[[ SOURCE RECORDS open ]]

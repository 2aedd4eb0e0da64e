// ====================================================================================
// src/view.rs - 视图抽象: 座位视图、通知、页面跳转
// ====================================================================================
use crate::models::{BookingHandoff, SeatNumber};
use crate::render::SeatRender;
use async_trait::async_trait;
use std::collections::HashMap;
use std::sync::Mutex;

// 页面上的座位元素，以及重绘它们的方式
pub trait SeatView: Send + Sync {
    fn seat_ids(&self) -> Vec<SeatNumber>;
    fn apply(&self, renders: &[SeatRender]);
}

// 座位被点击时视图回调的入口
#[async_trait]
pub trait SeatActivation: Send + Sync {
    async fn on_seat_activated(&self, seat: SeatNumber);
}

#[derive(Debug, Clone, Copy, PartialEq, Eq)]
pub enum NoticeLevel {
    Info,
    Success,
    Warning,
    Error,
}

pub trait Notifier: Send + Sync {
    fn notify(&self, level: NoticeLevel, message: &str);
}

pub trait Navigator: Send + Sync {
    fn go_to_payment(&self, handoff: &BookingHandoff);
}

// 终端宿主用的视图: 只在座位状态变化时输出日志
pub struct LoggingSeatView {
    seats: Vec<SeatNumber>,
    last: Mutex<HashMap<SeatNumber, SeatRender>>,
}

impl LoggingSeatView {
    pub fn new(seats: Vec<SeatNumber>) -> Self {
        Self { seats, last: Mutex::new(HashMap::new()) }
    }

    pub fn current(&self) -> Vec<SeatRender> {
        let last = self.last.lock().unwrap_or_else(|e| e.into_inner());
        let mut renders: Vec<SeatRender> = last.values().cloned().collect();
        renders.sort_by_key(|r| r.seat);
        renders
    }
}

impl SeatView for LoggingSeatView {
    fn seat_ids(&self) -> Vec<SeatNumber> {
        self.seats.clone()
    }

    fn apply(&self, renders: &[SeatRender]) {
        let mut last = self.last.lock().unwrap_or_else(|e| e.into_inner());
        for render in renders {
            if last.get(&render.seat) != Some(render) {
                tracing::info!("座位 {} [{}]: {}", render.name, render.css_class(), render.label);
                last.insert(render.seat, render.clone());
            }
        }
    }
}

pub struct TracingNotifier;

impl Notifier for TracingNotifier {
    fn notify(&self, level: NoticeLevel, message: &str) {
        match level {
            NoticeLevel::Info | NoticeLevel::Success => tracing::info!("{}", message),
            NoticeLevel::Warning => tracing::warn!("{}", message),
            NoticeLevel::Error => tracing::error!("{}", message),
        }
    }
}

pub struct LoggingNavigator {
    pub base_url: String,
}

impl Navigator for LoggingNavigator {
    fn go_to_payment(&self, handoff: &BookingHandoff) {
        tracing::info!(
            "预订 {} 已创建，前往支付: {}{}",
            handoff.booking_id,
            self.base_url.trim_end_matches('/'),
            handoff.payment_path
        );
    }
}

[[ SOURCE RECORDS closed ]]
[[ SOURCE RECORDS open ]]

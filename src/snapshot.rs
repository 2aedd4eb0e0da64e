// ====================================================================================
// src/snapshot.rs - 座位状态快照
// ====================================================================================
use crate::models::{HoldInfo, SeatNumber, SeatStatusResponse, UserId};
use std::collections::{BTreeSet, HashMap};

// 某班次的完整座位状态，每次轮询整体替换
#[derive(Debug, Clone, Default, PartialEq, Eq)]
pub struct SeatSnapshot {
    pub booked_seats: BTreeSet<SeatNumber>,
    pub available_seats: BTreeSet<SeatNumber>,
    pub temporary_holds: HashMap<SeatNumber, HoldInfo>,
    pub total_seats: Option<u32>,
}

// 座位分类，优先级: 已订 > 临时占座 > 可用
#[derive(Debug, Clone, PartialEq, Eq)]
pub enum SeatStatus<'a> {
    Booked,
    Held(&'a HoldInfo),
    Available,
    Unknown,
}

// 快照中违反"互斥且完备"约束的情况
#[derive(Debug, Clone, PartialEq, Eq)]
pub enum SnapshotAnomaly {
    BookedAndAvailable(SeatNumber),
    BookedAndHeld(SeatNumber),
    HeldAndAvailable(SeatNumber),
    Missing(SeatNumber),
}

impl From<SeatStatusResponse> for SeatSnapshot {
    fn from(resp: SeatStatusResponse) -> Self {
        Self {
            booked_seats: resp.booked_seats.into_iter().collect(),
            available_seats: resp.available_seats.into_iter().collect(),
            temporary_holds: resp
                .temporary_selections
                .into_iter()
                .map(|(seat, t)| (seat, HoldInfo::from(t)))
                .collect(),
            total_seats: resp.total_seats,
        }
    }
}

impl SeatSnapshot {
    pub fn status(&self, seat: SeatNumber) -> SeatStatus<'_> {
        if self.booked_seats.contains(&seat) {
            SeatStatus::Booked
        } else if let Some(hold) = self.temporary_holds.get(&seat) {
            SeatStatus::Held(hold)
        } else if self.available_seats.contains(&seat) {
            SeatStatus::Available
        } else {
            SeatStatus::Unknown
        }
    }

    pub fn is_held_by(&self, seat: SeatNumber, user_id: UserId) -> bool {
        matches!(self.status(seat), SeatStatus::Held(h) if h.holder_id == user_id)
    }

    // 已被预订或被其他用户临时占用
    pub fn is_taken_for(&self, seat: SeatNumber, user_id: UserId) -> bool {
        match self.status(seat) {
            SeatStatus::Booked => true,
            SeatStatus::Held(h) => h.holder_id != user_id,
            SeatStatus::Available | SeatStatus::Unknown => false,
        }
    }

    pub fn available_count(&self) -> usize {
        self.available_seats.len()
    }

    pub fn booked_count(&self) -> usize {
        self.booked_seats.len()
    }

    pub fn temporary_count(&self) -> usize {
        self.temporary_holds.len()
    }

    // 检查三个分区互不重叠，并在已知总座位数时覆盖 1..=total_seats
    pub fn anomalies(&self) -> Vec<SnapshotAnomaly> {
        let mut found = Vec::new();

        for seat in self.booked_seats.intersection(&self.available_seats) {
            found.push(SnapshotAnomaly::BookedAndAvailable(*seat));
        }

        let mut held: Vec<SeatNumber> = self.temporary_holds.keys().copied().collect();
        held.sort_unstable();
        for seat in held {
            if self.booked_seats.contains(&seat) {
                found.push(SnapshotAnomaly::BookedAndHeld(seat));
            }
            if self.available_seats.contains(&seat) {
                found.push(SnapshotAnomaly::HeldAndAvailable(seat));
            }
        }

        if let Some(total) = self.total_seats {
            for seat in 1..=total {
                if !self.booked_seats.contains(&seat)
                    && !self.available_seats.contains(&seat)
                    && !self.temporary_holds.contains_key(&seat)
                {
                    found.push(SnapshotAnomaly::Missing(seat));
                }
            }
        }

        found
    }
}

[[ SOURCE RECORDS closed ]]

— TASK DESCRIPTION —
Output the lines above exactly, but only those between the line holding "pub struct LoggingSeatView" and the line holding "if last.get(&render.seat) != Some(render)", inclusive.

— ANSWER SPACE —
pub struct LoggingSeatView {
    seats: Vec<SeatNumber>,
    last: Mutex<HashMap<SeatNumber, SeatRender>>,
}

impl LoggingSeatView {
    pub fn new(seats: Vec<SeatNumber>) -> Self {
        Self { seats, last: Mutex::new(HashMap::new()) }
    }

    pub fn current(&self) -> Vec<SeatRender> {
        let last = self.last.lock().unwrap_or_else(|e| e.into_inner());
        let mut renders: Vec<SeatRender> = last.values().cloned().collect();
        renders.sort_by_key(|r| r.seat);
        renders
    }
}

impl SeatView for LoggingSeatView {
    fn seat_ids(&self) -> Vec<SeatNumber> {
        self.seats.clone()
    }

    fn apply(&self, renders: &[SeatRender]) {
        let mut last = self.last.lock().unwrap_or_else(|e| e.into_inner());
        for render in renders {
            if last.get(&render.seat) != Some(render) {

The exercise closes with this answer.